Options for People Without a Match
SCCA's Alternative Donor Program offers outstanding outcomes, and provides opportunities for virtually any patient to receive a transplant.
Only 30 percent of transplant patients have matched sibling donors. Half of the remaining 70 percent will find matched unrelated donors leaving 35 percent looking for alternatives.
"For a long time, matched unrelated donors have been the alternative donors of choice,” says Dr. Paul O’Donnell, medical director of the Adult Transplant Service at Seattle Cancer Care Alliance and researcher in the Clinical Research Division at Fred Hutchinson Cancer Research Center. “Our outcomes using such donors consistently outperform other centers. Now we are able to offer those patients who can’t find a matched unrelated donor with the option of transplants using a haploidentical donor or unrelated cord blood.”
Haploidentical means sharing a haplotype; having the same alleles at a set of closely linked genes on one chromosome. The Transplant Program at Seattle Cancer Care Alliance provides all three types of alternative donors and has several well-developed clinical studies available for patients, for full and mini-transplants.

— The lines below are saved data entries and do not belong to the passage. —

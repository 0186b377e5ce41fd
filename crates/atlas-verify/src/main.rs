//! Smoke-tests a live API deployment.
//!
//! Requests the sample address of every coin the server reports as
//! enabled and checks the returned page. Probes run concurrently behind
//! a bounded admission gate; a fault in one probe is contained, folded
//! into a shared atomic failure flag, and reported once at the end
//! through the process exit status.

use anyhow::{ensure, Context, Result};
use atlas_coins::{Coin, CoinList};
use atlas_types::TxPage;
use clap::Parser;
use serde::Deserialize;
use std::collections::HashSet;
use std::path::PathBuf;
use std::sync::atomic::{AtomicBool, Ordering};
use std::sync::Arc;
use std::time::{Duration, Instant};
use tokio::sync::Semaphore;
use tracing::{error, info, warn};
use tracing_subscriber::{layer::SubscriberExt, util::SubscriberInitExt};

#[derive(Parser)]
#[command(name = "atlas-verify")]
#[command(about = "Smoke-test a live aggregation API", long_about = None)]
struct Cli {
	/// Base URL of the deployment to test
	base_url: String,

	/// Path to the coin list
	#[arg(long, default_value = "coins.yml")]
	coins: PathBuf,

	/// Probes to run at once
	#[arg(short, long, default_value_t = 8)]
	concurrency: usize,

	/// Fail on platforms not enabled server-side instead of skipping
	#[arg(short = 'a', long)]
	all: bool,

	#[arg(long, env = "ATLAS_LOG_LEVEL", default_value = "info")]
	log_level: String,
}

#[derive(Deserialize)]
struct Endpoints {
	endpoints: Vec<String>,
}

#[tokio::main]
async fn main() -> Result<()> {
	let cli = Cli::parse();

	let env_filter = tracing_subscriber::EnvFilter::try_from_default_env()
		.unwrap_or_else(|_| tracing_subscriber::EnvFilter::new(&cli.log_level));
	tracing_subscriber::registry()
		.with(env_filter)
		.with(tracing_subscriber::fmt::layer())
		.init();

	let coins = atlas_coins::load(&cli.coins).context("Failed to load coin list")?;
	let client = reqwest::Client::builder()
		.timeout(Duration::from_secs(5))
		.build()
		.context("Failed to build HTTP client")?;
	let base_url = cli.base_url.trim_end_matches('/').to_string();

	let supported = supported_handles(&client, &base_url)
		.await
		.context("Failed to get enabled platforms")?;
	info!(platforms = supported.len(), "Server reports enabled platforms");

	let failed = Arc::new(AtomicBool::new(false));
	let tests = select_tests(&coins, &supported, cli.all, &failed);
	info!(
		tests = tests.len(),
		concurrency = cli.concurrency,
		"Running probes"
	);

	// Bounded admission gate; each probe is an independent task.
	let gate = Arc::new(Semaphore::new(cli.concurrency.max(1)));
	let mut handles = Vec::with_capacity(tests.len());
	for coin in tests {
		let client = client.clone();
		let base_url = base_url.clone();
		let gate = gate.clone();
		let failed = failed.clone();
		handles.push(tokio::spawn(async move {
			let _permit = gate.acquire().await.expect("gate closed");
			let start = Instant::now();
			match probe(&client, &base_url, &coin).await {
				Ok(()) => {
					info!(platform = %coin.handle, elapsed = ?start.elapsed(), "Endpoint works");
				}
				Err(e) => {
					error!(platform = %coin.handle, error = %e, "Endpoint failed");
					failed.store(true, Ordering::SeqCst);
				}
			}
		}));
	}

	// Wait for every probe before judging the aggregate. A panicked
	// probe counts as a failure but cannot abort its siblings.
	for handle in handles {
		if handle.await.is_err() {
			error!("Probe task panicked");
			failed.store(true, Ordering::SeqCst);
		}
	}

	if failed.load(Ordering::SeqCst) {
		error!("Verification failed");
		std::process::exit(1);
	}
	info!("Verification passed");
	Ok(())
}

async fn supported_handles(client: &reqwest::Client, base_url: &str) -> Result<HashSet<String>> {
	let response: Endpoints = client
		.get(format!("{base_url}/v1/"))
		.send()
		.await?
		.error_for_status()?
		.json()
		.await?;
	Ok(response.endpoints.into_iter().collect())
}

/// Picks the coins worth probing. Platforms the server does not enable
/// are skipped, or flagged as failures under `--all`.
fn select_tests(
	coins: &CoinList,
	supported: &HashSet<String>,
	require_all: bool,
	failed: &AtomicBool,
) -> Vec<Coin> {
	let mut tests = Vec::new();
	for coin in coins.iter() {
		if !supported.contains(&coin.handle) {
			if require_all {
				error!(platform = %coin.handle, "Platform not enabled at server but required");
				failed.store(true, Ordering::SeqCst);
			} else {
				warn!(platform = %coin.handle, "Platform not enabled at server, skipping");
			}
			continue;
		}
		if coin.sample_address.is_none() {
			warn!(platform = %coin.handle, "No sample address, skipping");
			continue;
		}
		tests.push(coin.clone());
	}
	tests
}

async fn probe(client: &reqwest::Client, base_url: &str, coin: &Coin) -> Result<()> {
	let address = coin
		.sample_address
		.as_deref()
		.context("no sample address")?;
	let url = format!("{base_url}/v1/{}/{}/txs", coin.handle, address);

	let response = client.get(&url).send().await?;
	ensure!(
		response.status().is_success(),
		"status {}",
		response.status()
	);
	let content_type = response
		.headers()
		.get(reqwest::header::CONTENT_TYPE)
		.and_then(|v| v.to_str().ok())
		.unwrap_or_default()
		.to_string();
	ensure!(
		content_type.starts_with("application/json"),
		"unexpected content type {content_type:?}"
	);

	let page: TxPage = response.json().await?;
	if page.is_empty() {
		warn!(platform = %coin.handle, "No transactions");
		return Ok(());
	}
	check_page(&page, coin)
}

/// Validates the invariants a served page must uphold: descending
/// chronological order and the right coin id on every transaction.
fn check_page(page: &TxPage, coin: &Coin) -> Result<()> {
	let mut last = i64::MAX;
	for tx in &page.0 {
		ensure!(
			tx.date <= last,
			"transactions not in chronological order: {} after {}",
			tx.date,
			last
		);
		last = tx.date;
		ensure!(tx.coin == coin.id, "wrong coin id {} on {}", tx.coin, tx.id);
	}
	Ok(())
}
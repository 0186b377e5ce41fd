//! Exact decimal-to-subunit conversion.
//!
//! Amounts cross the wire as human-readable decimal strings. Binary
//! floats cannot represent most decimal fractions, so the conversion to
//! integer subunits is done by shifting digits in the string itself.

use serde::{Deserialize, Serialize};
use std::fmt;
use thiserror::Error;

/// An amount of coin subunits, as a decimal digit string.
///
/// [`to_subunits`] output contains only digits: no sign, no decimal
/// point, no leading zeros (except the single digit "0"). Construction
/// from a string or from the wire is not validated; the type carries
/// the text as given.
#[derive(Debug, Clone, Default, PartialEq, Eq, Serialize, Deserialize)]
#[serde(transparent)]
pub struct Amount(pub String);

impl fmt::Display for Amount {
	fn fmt(&self, f: &mut fmt::Formatter<'_>) -> fmt::Result {
		f.write_str(&self.0)
	}
}

impl From<&str> for Amount {
	fn from(s: &str) -> Self {
		Amount(s.to_string())
	}
}

#[derive(Error, Debug, Clone, PartialEq, Eq)]
pub enum AmountError {
	#[error("empty decimal string")]
	Empty,

	#[error("invalid decimal string {0:?}")]
	Invalid(String),

	#[error("{value:?} does not fit in {decimals} decimals")]
	ExcessPrecision { value: String, decimals: u32 },
}

/// Scales a decimal string by `10^decimals` into an exact subunit count.
///
/// `"0.00125"` at 8 decimals yields `"125000"`; `"100000"` at 8 decimals
/// yields `"10000000000000"`. Fractional digits beyond `decimals` are
/// only accepted when zero, anything else would lose precision.
pub fn to_subunits(value: &str, decimals: u32) -> Result<Amount, AmountError> {
	let value = value.trim();
	if value.is_empty() {
		return Err(AmountError::Empty);
	}

	let (int_part, frac_part) = match value.split_once('.') {
		Some((i, f)) => (i, f),
		None => (value, ""),
	};
	if int_part.is_empty() && frac_part.is_empty() {
		return Err(AmountError::Invalid(value.to_string()));
	}
	let all_digits = |s: &str| s.bytes().all(|b| b.is_ascii_digit());
	if !all_digits(int_part) || !all_digits(frac_part) {
		return Err(AmountError::Invalid(value.to_string()));
	}

	let decimals = decimals as usize;
	let (kept, excess) = if frac_part.len() > decimals {
		frac_part.split_at(decimals)
	} else {
		(frac_part, "")
	};
	if excess.bytes().any(|b| b != b'0') {
		return Err(AmountError::ExcessPrecision {
			value: value.to_string(),
			decimals: decimals as u32,
		});
	}

	let mut digits = String::with_capacity(int_part.len() + decimals);
	digits.push_str(int_part);
	digits.push_str(kept);
	for _ in kept.len()..decimals {
		digits.push('0');
	}

	let trimmed = digits.trim_start_matches('0');
	if trimmed.is_empty() {
		Ok(Amount("0".to_string()))
	} else {
		Ok(Amount(trimmed.to_string()))
	}
}

#[cfg(test)]
mod tests {
	use super::*;

	#[test]
	fn test_fractional_scaling() {
		assert_eq!(to_subunits("0.00125", 8).unwrap(), Amount::from("125000"));
		assert_eq!(
			to_subunits("1.00000000", 8).unwrap(),
			Amount::from("100000000")
		);
		assert_eq!(
			to_subunits("2.10572645", 8).unwrap(),
			Amount::from("210572645")
		);
	}

	#[test]
	fn test_integer_scaling() {
		assert_eq!(
			to_subunits("100000", 8).unwrap(),
			Amount::from("10000000000000")
		);
		assert_eq!(to_subunits("1", 0).unwrap(), Amount::from("1"));
	}

	#[test]
	fn test_zero() {
		assert_eq!(to_subunits("0", 8).unwrap(), Amount::from("0"));
		assert_eq!(to_subunits("0.0000", 8).unwrap(), Amount::from("0"));
	}

	#[test]
	fn test_trailing_zero_excess_is_exact() {
		assert_eq!(to_subunits("0.1230", 3).unwrap(), Amount::from("123"));
	}

	#[test]
	fn test_excess_precision_rejected() {
		let err = to_subunits("0.1234", 3).unwrap_err();
		assert!(matches!(err, AmountError::ExcessPrecision { .. }));
	}

	#[test]
	fn test_invalid_input_rejected() {
		assert_eq!(to_subunits("", 8).unwrap_err(), AmountError::Empty);
		assert!(matches!(
			to_subunits("-1", 8).unwrap_err(),
			AmountError::Invalid(_)
		));
		assert!(matches!(
			to_subunits("1.2.3", 8).unwrap_err(),
			AmountError::Invalid(_)
		));
		assert!(matches!(
			to_subunits("1e8", 8).unwrap_err(),
			AmountError::Invalid(_)
		));
		assert!(matches!(
			to_subunits(".", 8).unwrap_err(),
			AmountError::Invalid(_)
		));
	}

	#[test]
	fn test_wire_text_passes_through_unvalidated() {
		let amount: Amount = serde_json::from_str(r#""00125""#).unwrap();
		assert_eq!(amount, Amount::from("00125"));
		assert_eq!(serde_json::to_string(&amount).unwrap(), r#""00125""#);
	}

	#[test]
	fn test_bare_fraction() {
		assert_eq!(to_subunits(".5", 1).unwrap(), Amount::from("5"));
		assert_eq!(to_subunits("5.", 1).unwrap(), Amount::from("50"));
	}
}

“Many centers across the country are finding that outcomes of transplants using haploidentical or cord blood donors are very similar to matched donors,” O’Donnell says. “The incidences of acute or chronic graft versus host disease are surprisingly less or similar to matched donors using current protocols.”
The key to success of a haploidentical transplant relies on the administration of high-dose cyclophosphamide after the transplant, “which is counter-intuitive,” according to O’Donnell. It’s given on days three and four post-transplant followed on day five with standard immunosuppressive treatments. “The cost of this drug is only about $300 – a wonderfully low-tech approach in our high-tech era,” he says.
For cord blood transplants, SCCA physicians now routinely use a combination of two cord blood units to extend this type of donor option to adult patients, which was formerly restricted to pediatric patients. “New studies in which one of the cord blood units is grown in the lab pre-transplant has been successful in increasing the rate of engraftment post-transplant,” O’Donnell says.